Work task » Each line of the data below from the one holding "pub use viewport::*;" to the one holding "pub const NODE_ORBIT_Y_FREQ: f32 = 0.9;", inclusive, is to be reproduced exactly; no other line belongs in the answer.

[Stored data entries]
= = = = = = =

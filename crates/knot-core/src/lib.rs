pub mod camera;
pub mod color;
pub mod constants;
pub mod driver;
pub mod error;
pub mod geometry;
pub mod input;
pub mod params;
pub mod pick;
pub mod scene;
pub mod tick;
pub mod viewport;

pub use camera::*;
pub use constants::*;
pub use driver::*;
pub use error::*;
pub use input::*;
pub use params::*;
pub use pick::*;
pub use scene::*;
pub use tick::*;
pub use viewport::*;

// Shaders bundled as string constants
pub static SCENE_WGSL: &str = include_str!("../shaders/scene.wgsl");
use glam::Vec3;

// Shared scene layout and motion tuning constants.

// Camera
pub const CAMERA_FOV_Y_DEG: f32 = 55.0;
pub const CAMERA_NEAR: f32 = 0.1;
pub const CAMERA_FAR: f32 = 100.0;
pub const CAMERA_POSITION: [f32; 3] = [0.8, 0.6, 6.4];

// Centerpiece knot
pub const KNOT_POSITION: [f32; 3] = [0.0, 0.1, 0.0];
pub const KNOT_RADIUS: f32 = 0.85;
pub const KNOT_TUBE: f32 = 0.25;
pub const KNOT_TUBULAR_SEGMENTS: u32 = 180;
pub const KNOT_RADIAL_SEGMENTS: u32 = 24;
pub const KNOT_P: u32 = 2;
pub const KNOT_Q: u32 = 3;

// Skill nodes
pub const NODE_RADIUS: f32 = 0.16; // sphere radius, shared by mesh and picking
pub const NODE_WIDTH_SEGMENTS: u32 = 28;
pub const NODE_HEIGHT_SEGMENTS: u32 = 22;
pub const NODE_ORBIT_RADIUS: f32 = 1.65;
pub const NODE_ORBIT_Y_FREQ: f32 = 0.9;
pub const NODE_ORBIT_Y_AMPLITUDE: f32 = 0.55;

// Hover emphasis
pub const HOVER_SCALE: f32 = 1.22;
pub const HOVER_EMISSIVE_HEX: u32 = 0xffffff;
pub const HOVER_EMISSIVE_INTENSITY: f32 = 0.35;

// Starfield
pub const STAR_COUNT: usize = 900;
pub const STAR_EXTENT: [f32; 3] = [40.0, 26.0, 40.0];
pub const STAR_OPACITY: f32 = 0.55;

// Pointer parallax gains (radians per NDC unit)
pub const POINTER_YAW_GAIN: f32 = 0.35;
pub const POINTER_PITCH_GAIN: f32 = 0.18;
// Off-screen NDC used before the first pointer move so nothing is picked
pub const POINTER_NDC_SENTINEL: f32 = 999.0;

// Continuous motion
pub const MOTION_SPEED: f32 = 0.35;
pub const KNOT_SPIN_RATE_X: f32 = 0.24;
pub const KNOT_SPIN_RATE_Y: f32 = 0.34;
pub const STAR_SPIN_RATE: f32 = 0.02;
pub const WOBBLE_FREQ: f32 = 0.45; // rad/s
pub const WOBBLE_AMPLITUDE: f32 = 0.04;
pub const SMOOTHING_DECAY: f32 = 0.001; // fraction of the gap left after one second
pub const FLOAT_FREQ: f32 = 1.0; // rad/s
pub const FLOAT_AMPLITUDE: f32 = 0.32;
pub const FLOAT_PHASE_STEP: f32 = 0.8;

// Scroll-reactive motion
pub const SCROLL_RANGE_PX: f32 = 1200.0;
pub const SCROLL_PROGRESS_MAX: f32 = 1.25;
pub const SCROLL_YAW_GAIN: f32 = 0.55;
pub const SCROLL_PITCH_BASE: f32 = -0.12;
pub const SCROLL_PITCH_GAIN: f32 = 0.15;
pub const SCROLL_CAMERA_Z_GAIN: f32 = 0.75;

// Output surface
pub const PIXEL_RATIO_MIN: f32 = 1.0;
pub const PIXEL_RATIO_MAX: f32 = 2.0;

// Lighting and atmosphere
pub const AMBIENT_INTENSITY: f32 = 0.55;
pub const KEY_LIGHT_HEX: u32 = 0x7c5cff;
pub const KEY_LIGHT_INTENSITY: f32 = 1.1;
pub const KEY_LIGHT_POSITION: [f32; 3] = [3.0, 4.0, 4.0];
pub const RIM_LIGHT_HEX: u32 = 0x18d7ff;
pub const RIM_LIGHT_INTENSITY: f32 = 0.9;
pub const RIM_LIGHT_POSITION: [f32; 3] = [-4.0, 2.0, -2.0];
pub const FOG_HEX: u32 = 0x070a12;
pub const FOG_DENSITY: f32 = 0.065;

/// Label and base colour of each orbiting node, in orbit order.
pub const DEFAULT_SKILLS: [(&str, u32); 6] = [
    ("TypeScript", 0x18d7ff),
    ("React", 0x7c5cff),
    ("Three.js", 0xa78bfa),
    ("Node.js", 0x7dd3fc),
    ("Postgres", 0x93c5fd),
    ("Performance", 0xc4b5fd),
];

#[inline]
pub fn vec3_of(a: [f32; 3]) -> Vec3 {
    Vec3::new(a[0], a[1], a[2])
}
use crate::constants::{POINTER_NDC_SENTINEL, POINTER_PITCH_GAIN, POINTER_YAW_GAIN};
use crate::viewport::Viewport;
use glam::Vec2;

/// Latest pointer sample, in both NDC and client pixels.
#[derive(Clone, Copy, Debug, PartialEq)]
pub struct PointerState {
    pub ndc: Vec2,
    pub pixel: Vec2,
    /// False once the pointer left the window or the touch ended.
    pub active: bool,
}

impl Default for PointerState {
    fn default() -> Self {
        Self {
            ndc: Vec2::splat(POINTER_NDC_SENTINEL),
            pixel: Vec2::ZERO,
            active: false,
        }
    }
}

/// Group orientation the pointer is asking for, in radians.
#[derive(Clone, Copy, Debug, Default, PartialEq)]
pub struct TargetOrientation {
    pub yaw: f32,
    pub pitch: f32,
}

#[derive(Clone, Debug)]
pub struct InputTracker {
    pointer: PointerState,
    target: TargetOrientation,
    has_moved: bool,
    yaw_gain: f32,
    pitch_gain: f32,
}

impl Default for InputTracker {
    fn default() -> Self {
        Self::with_gains(POINTER_YAW_GAIN, POINTER_PITCH_GAIN)
    }
}

impl InputTracker {
    pub fn with_gains(yaw_gain: f32, pitch_gain: f32) -> Self {
        Self {
            pointer: PointerState::default(),
            target: TargetOrientation::default(),
            has_moved: false,
            yaw_gain,
            pitch_gain,
        }
    }

    pub fn pointer_moved(&mut self, client: Vec2, viewport: &Viewport) {
        let ndc = client_to_ndc(client, viewport);
        self.pointer = PointerState {
            ndc,
            pixel: client,
            active: true,
        };
        self.has_moved = true;
        self.target = TargetOrientation {
            yaw: ndc.x * self.yaw_gain,
            pitch: ndc.y * self.pitch_gain,
        };
    }

    /// Track the first touch point. Returns false (and changes nothing) for an empty list.
    pub fn touch_moved(&mut self, touches: &[Vec2], viewport: &Viewport) -> bool {
        match touches.first() {
            Some(&first) => {
                self.pointer_moved(first, viewport);
                true
            }
            None => false,
        }
    }

    pub fn pointer_left(&mut self) {
        self.pointer.active = false;
    }

    /// Any lifted finger parks the pointer, even while others stay down;
    /// the next touch move brings it back at a fresh position.
    pub fn touch_ended(&mut self) {
        self.pointer_left();
    }

    #[inline]
    pub fn pointer(&self) -> &PointerState {
        &self.pointer
    }

    #[inline]
    pub fn target(&self) -> TargetOrientation {
        self.target
    }

    #[inline]
    pub fn has_moved(&self) -> bool {
        self.has_moved
    }
}

/// Map client pixels to NDC: x grows right, y grows up, both in `[-1, 1]` inside the viewport.
#[inline]
pub fn client_to_ndc(client: Vec2, viewport: &Viewport) -> Vec2 {
    let w = viewport.width.max(1.0);
    let h = viewport.height.max(1.0);
    Vec2::new((client.x / w) * 2.0 - 1.0, -(client.y / h) * 2.0 + 1.0)
}
use crate::constants::{MAX_DRAWS, MSAA_SAMPLES};
use crate::ui;
use knot_core::color::srgb_to_linear;
use knot_core::geometry;
use knot_core::{
    DirectionalLight, Drawable, MeshKind, RenderError, RenderableScene, SceneRenderer, SkillScene,
    SurfaceSize, KNOT_P, KNOT_Q, KNOT_RADIAL_SEGMENTS, KNOT_RADIUS, KNOT_TUBE,
    KNOT_TUBULAR_SEGMENTS, NODE_HEIGHT_SEGMENTS, NODE_RADIUS, NODE_WIDTH_SEGMENTS,
};
use std::num::NonZeroU64;
use web_sys as web;

mod helpers;
mod mesh;
mod targets;
use helpers::PipelineDesc;
use mesh::GpuMesh;
use targets::RenderTargets;

const DEPTH_FORMAT: wgpu::TextureFormat = wgpu::TextureFormat::Depth24Plus;

// Layouts must match `Globals` and `Draw` in scene.wgsl
const _: () = assert!(std::mem::size_of::<GlobalsUniform>() == 240);
const _: () = assert!(std::mem::size_of::<DrawUniform>() == 112);

#[repr(C)]
#[derive(Copy, Clone, bytemuck::Pod, bytemuck::Zeroable)]
pub(crate) struct GlobalsUniform {
    view_proj: [[f32; 4]; 4],
    view: [[f32; 4]; 4],
    camera_pos: [f32; 4],
    key_dir: [f32; 4],
    key_color: [f32; 4],
    rim_dir: [f32; 4],
    rim_color: [f32; 4],
    fog_color: [f32; 4],
    ambient: [f32; 4],
}

fn light_uniforms(light: &DirectionalLight) -> ([f32; 4], [f32; 4]) {
    let dir = light.position.normalize_or_zero();
    (
        dir.extend(light.intensity).to_array(),
        srgb_to_linear(light.color).extend(1.0).to_array(),
    )
}

impl GlobalsUniform {
    fn from_scene(scene: &dyn RenderableScene) -> Self {
        let camera = scene.camera();
        let lighting = scene.lighting();
        let (key_dir, key_color) = light_uniforms(&lighting.key);
        let (rim_dir, rim_color) = light_uniforms(&lighting.rim);
        Self {
            view_proj: camera.view_proj().to_cols_array_2d(),
            view: camera.view().to_cols_array_2d(),
            camera_pos: camera.position.extend(1.0).to_array(),
            key_dir,
            key_color,
            rim_dir,
            rim_color,
            fog_color: srgb_to_linear(lighting.fog_color)
                .extend(lighting.fog_density)
                .to_array(),
            ambient: [lighting.ambient, 0.0, 0.0, 0.0],
        }
    }
}

#[repr(C)]
#[derive(Copy, Clone, bytemuck::Pod, bytemuck::Zeroable)]
pub(crate) struct DrawUniform {
    model: [[f32; 4]; 4],
    color: [f32; 4],
    emissive: [f32; 4],
    surface: [f32; 4],
}

impl DrawUniform {
    fn from_drawable(d: &Drawable<'_>) -> Self {
        let m = d.material;
        Self {
            model: d.model.to_cols_array_2d(),
            color: srgb_to_linear(m.color).extend(m.opacity).to_array(),
            emissive: (srgb_to_linear(m.emissive) * m.emissive_intensity)
                .extend(0.0)
                .to_array(),
            surface: [m.roughness, m.metalness, 0.0, 0.0],
        }
    }
}

pub struct GpuState {
    surface: wgpu::Surface<'static>,
    device: wgpu::Device,
    queue: wgpu::Queue,
    config: wgpu::SurfaceConfiguration,
    targets: RenderTargets,

    mesh_pipeline: wgpu::RenderPipeline,
    points_pipeline: wgpu::RenderPipeline,

    globals_buffer: wgpu::Buffer,
    globals_bind_group: wgpu::BindGroup,
    draw_buffer: wgpu::Buffer,
    draw_bind_group: wgpu::BindGroup,
    draw_stride: u64,
    draw_staging: Vec<u8>,

    knot: GpuMesh,
    node: GpuMesh,
    stars: GpuMesh,

    width: u32,
    height: u32,
}

impl GpuState {
    pub async fn new(
        canvas: web::HtmlCanvasElement,
        scene: &SkillScene,
        size: SurfaceSize,
    ) -> anyhow::Result<Self> {
        let width = size.physical_width.max(1);
        let height = size.physical_height.max(1);

        let instance = wgpu::Instance::default();
        let surface = instance.create_surface(wgpu::SurfaceTarget::Canvas(canvas))?;
        let adapter = instance
            .request_adapter(&wgpu::RequestAdapterOptions {
                power_preference: wgpu::PowerPreference::HighPerformance,
                compatible_surface: Some(&surface),
                force_fallback_adapter: false,
            })
            .await
            .ok_or_else(|| anyhow::anyhow!("No GPU adapter"))?;
        log::info!("[gpu] adapter: {:?}", adapter.get_info().backend);
        let (device, queue) = adapter
            .request_device(
                &wgpu::DeviceDescriptor {
                    required_features: wgpu::Features::empty(),
                    // WebGL2 fallback cannot satisfy the full WebGPU defaults
                    required_limits: wgpu::Limits::downlevel_webgl2_defaults()
                        .using_resolution(adapter.limits()),
                    memory_hints: wgpu::MemoryHints::Performance,
                    label: None,
                },
                None,
            )
            .await
            .map_err(|e| anyhow::anyhow!(format!("request_device error: {:?}", e)))?;

        let caps = surface.get_capabilities(&adapter);
        let format = caps
            .formats
            .iter()
            .copied()
            .find(|f| f.is_srgb())
            .or_else(|| caps.formats.first().copied())
            .ok_or_else(|| anyhow::anyhow!("surface reports no formats"))?;
        let alpha_mode = if caps
            .alpha_modes
            .contains(&wgpu::CompositeAlphaMode::PreMultiplied)
        {
            wgpu::CompositeAlphaMode::PreMultiplied
        } else {
            caps.alpha_modes
                .first()
                .copied()
                .unwrap_or(wgpu::CompositeAlphaMode::Auto)
        };
        let config = wgpu::SurfaceConfiguration {
            usage: wgpu::TextureUsages::RENDER_ATTACHMENT,
            format,
            width,
            height,
            present_mode: wgpu::PresentMode::Fifo,
            alpha_mode,
            view_formats: vec![],
            desired_maximum_frame_latency: 2,
        };
        surface.configure(&device, &config);

        let color_flags = adapter.get_texture_format_features(format).flags;
        let depth_flags = adapter.get_texture_format_features(DEPTH_FORMAT).flags;
        let sample_count = ui::sample_count(MSAA_SAMPLES, |n| {
            color_flags.sample_count_supported(n) && depth_flags.sample_count_supported(n)
        });
        log::info!("[gpu] {:?}, {}x msaa", format, sample_count);
        let targets =
            RenderTargets::new(&device, format, DEPTH_FORMAT, sample_count, width, height);

        let shader = device.create_shader_module(wgpu::ShaderModuleDescriptor {
            label: Some("scene_shader"),
            source: wgpu::ShaderSource::Wgsl(knot_core::SCENE_WGSL.into()),
        });

        let globals_size = std::mem::size_of::<GlobalsUniform>() as u64;
        let draw_size = std::mem::size_of::<DrawUniform>() as u64;
        let draw_stride = helpers::align_to(
            draw_size,
            device.limits().min_uniform_buffer_offset_alignment as u64,
        );

        let globals_bgl = device.create_bind_group_layout(&wgpu::BindGroupLayoutDescriptor {
            label: Some("globals_bgl"),
            entries: &[wgpu::BindGroupLayoutEntry {
                binding: 0,
                visibility: wgpu::ShaderStages::VERTEX_FRAGMENT,
                ty: wgpu::BindingType::Buffer {
                    ty: wgpu::BufferBindingType::Uniform,
                    has_dynamic_offset: false,
                    min_binding_size: NonZeroU64::new(globals_size),
                },
                count: None,
            }],
        });
        let draw_bgl = device.create_bind_group_layout(&wgpu::BindGroupLayoutDescriptor {
            label: Some("draw_bgl"),
            entries: &[wgpu::BindGroupLayoutEntry {
                binding: 0,
                visibility: wgpu::ShaderStages::VERTEX_FRAGMENT,
                ty: wgpu::BindingType::Buffer {
                    ty: wgpu::BufferBindingType::Uniform,
                    has_dynamic_offset: true,
                    min_binding_size: NonZeroU64::new(draw_size),
                },
                count: None,
            }],
        });

        let globals_buffer = device.create_buffer(&wgpu::BufferDescriptor {
            label: Some("globals"),
            size: globals_size,
            usage: wgpu::BufferUsages::UNIFORM | wgpu::BufferUsages::COPY_DST,
            mapped_at_creation: false,
        });
        let draw_buffer = device.create_buffer(&wgpu::BufferDescriptor {
            label: Some("draws"),
            size: draw_stride * MAX_DRAWS as u64,
            usage: wgpu::BufferUsages::UNIFORM | wgpu::BufferUsages::COPY_DST,
            mapped_at_creation: false,
        });
        let globals_bind_group = device.create_bind_group(&wgpu::BindGroupDescriptor {
            label: Some("globals_bg"),
            layout: &globals_bgl,
            entries: &[wgpu::BindGroupEntry {
                binding: 0,
                resource: globals_buffer.as_entire_binding(),
            }],
        });
        let draw_bind_group = device.create_bind_group(&wgpu::BindGroupDescriptor {
            label: Some("draw_bg"),
            layout: &draw_bgl,
            entries: &[wgpu::BindGroupEntry {
                binding: 0,
                resource: wgpu::BindingResource::Buffer(wgpu::BufferBinding {
                    buffer: &draw_buffer,
                    offset: 0,
                    size: NonZeroU64::new(draw_size),
                }),
            }],
        });

        let layout = device.create_pipeline_layout(&wgpu::PipelineLayoutDescriptor {
            label: Some("scene_layout"),
            bind_group_layouts: &[&globals_bgl, &draw_bgl],
            push_constant_ranges: &[],
        });
        let mesh_pipeline = helpers::make_scene_pipeline(
            &device,
            &layout,
            &shader,
            format,
            DEPTH_FORMAT,
            PipelineDesc {
                label: "mesh_pipeline",
                frag_entry: "fs_mesh",
                topology: wgpu::PrimitiveTopology::TriangleList,
                cull_mode: None,
                blend: Some(wgpu::BlendState::PREMULTIPLIED_ALPHA_BLENDING),
                depth_write: true,
                sample_count,
            },
        );
        let points_pipeline = helpers::make_scene_pipeline(
            &device,
            &layout,
            &shader,
            format,
            DEPTH_FORMAT,
            PipelineDesc {
                label: "points_pipeline",
                frag_entry: "fs_points",
                topology: wgpu::PrimitiveTopology::PointList,
                cull_mode: None,
                blend: Some(wgpu::BlendState::PREMULTIPLIED_ALPHA_BLENDING),
                depth_write: false,
                sample_count,
            },
        );

        let knot = GpuMesh::indexed(
            &device,
            "knot",
            &geometry::torus_knot(
                KNOT_RADIUS,
                KNOT_TUBE,
                KNOT_TUBULAR_SEGMENTS,
                KNOT_RADIAL_SEGMENTS,
                KNOT_P,
                KNOT_Q,
            ),
        );
        let node = GpuMesh::indexed(
            &device,
            "node",
            &geometry::uv_sphere(NODE_RADIUS, NODE_WIDTH_SEGMENTS, NODE_HEIGHT_SEGMENTS),
        );
        let stars = GpuMesh::points(&device, "stars", &scene.stars.points);

        Ok(Self {
            surface,
            device,
            queue,
            config,
            targets,
            mesh_pipeline,
            points_pipeline,
            globals_buffer,
            globals_bind_group,
            draw_buffer,
            draw_bind_group,
            draw_stride,
            draw_staging: Vec::new(),
            knot,
            node,
            stars,
            width,
            height,
        })
    }

    pub fn resize(&mut self, size: SurfaceSize) {
        let (width, height) = (size.physical_width, size.physical_height);
        if width == 0 || height == 0 || (width == self.width && height == self.height) {
            return;
        }
        self.width = width;
        self.height = height;
        self.config.width = width;
        self.config.height = height;
        self.surface.configure(&self.device, &self.config);
        self.targets.recreate(&self.device, width, height);
        log::debug!("[gpu] resized to {}x{}", width, height);
    }

    fn mesh_for(&self, kind: MeshKind) -> (&GpuMesh, &wgpu::RenderPipeline) {
        match kind {
            MeshKind::Knot => (&self.knot, &self.mesh_pipeline),
            MeshKind::Node => (&self.node, &self.mesh_pipeline),
            MeshKind::Stars => (&self.stars, &self.points_pipeline),
        }
    }

    fn acquire(&self) -> Result<wgpu::SurfaceTexture, RenderError> {
        match self.surface.get_current_texture() {
            Ok(frame) => Ok(frame),
            Err(wgpu::SurfaceError::Lost | wgpu::SurfaceError::Outdated) => {
                self.surface.configure(&self.device, &self.config);
                Err(RenderError::SurfaceLost)
            }
            Err(wgpu::SurfaceError::Timeout) => Err(RenderError::Timeout),
            Err(wgpu::SurfaceError::OutOfMemory) => Err(RenderError::OutOfMemory),
            #[allow(unreachable_patterns)]
            Err(other) => Err(RenderError::Backend(format!("{:?}", other))),
        }
    }
}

= = = = = = =

Answer space »
pub use viewport::*;

// Shaders bundled as string constants
pub static SCENE_WGSL: &str = include_str!("../shaders/scene.wgsl");
use glam::Vec3;

// Shared scene layout and motion tuning constants.

// Camera
pub const CAMERA_FOV_Y_DEG: f32 = 55.0;
pub const CAMERA_NEAR: f32 = 0.1;
pub const CAMERA_FAR: f32 = 100.0;
pub const CAMERA_POSITION: [f32; 3] = [0.8, 0.6, 6.4];

// Centerpiece knot
pub const KNOT_POSITION: [f32; 3] = [0.0, 0.1, 0.0];
pub const KNOT_RADIUS: f32 = 0.85;
pub const KNOT_TUBE: f32 = 0.25;
pub const KNOT_TUBULAR_SEGMENTS: u32 = 180;
pub const KNOT_RADIAL_SEGMENTS: u32 = 24;
pub const KNOT_P: u32 = 2;
pub const KNOT_Q: u32 = 3;

// Skill nodes
pub const NODE_RADIUS: f32 = 0.16; // sphere radius, shared by mesh and picking
pub const NODE_WIDTH_SEGMENTS: u32 = 28;
pub const NODE_HEIGHT_SEGMENTS: u32 = 22;
pub const NODE_ORBIT_RADIUS: f32 = 1.65;
pub const NODE_ORBIT_Y_FREQ: f32 = 0.9;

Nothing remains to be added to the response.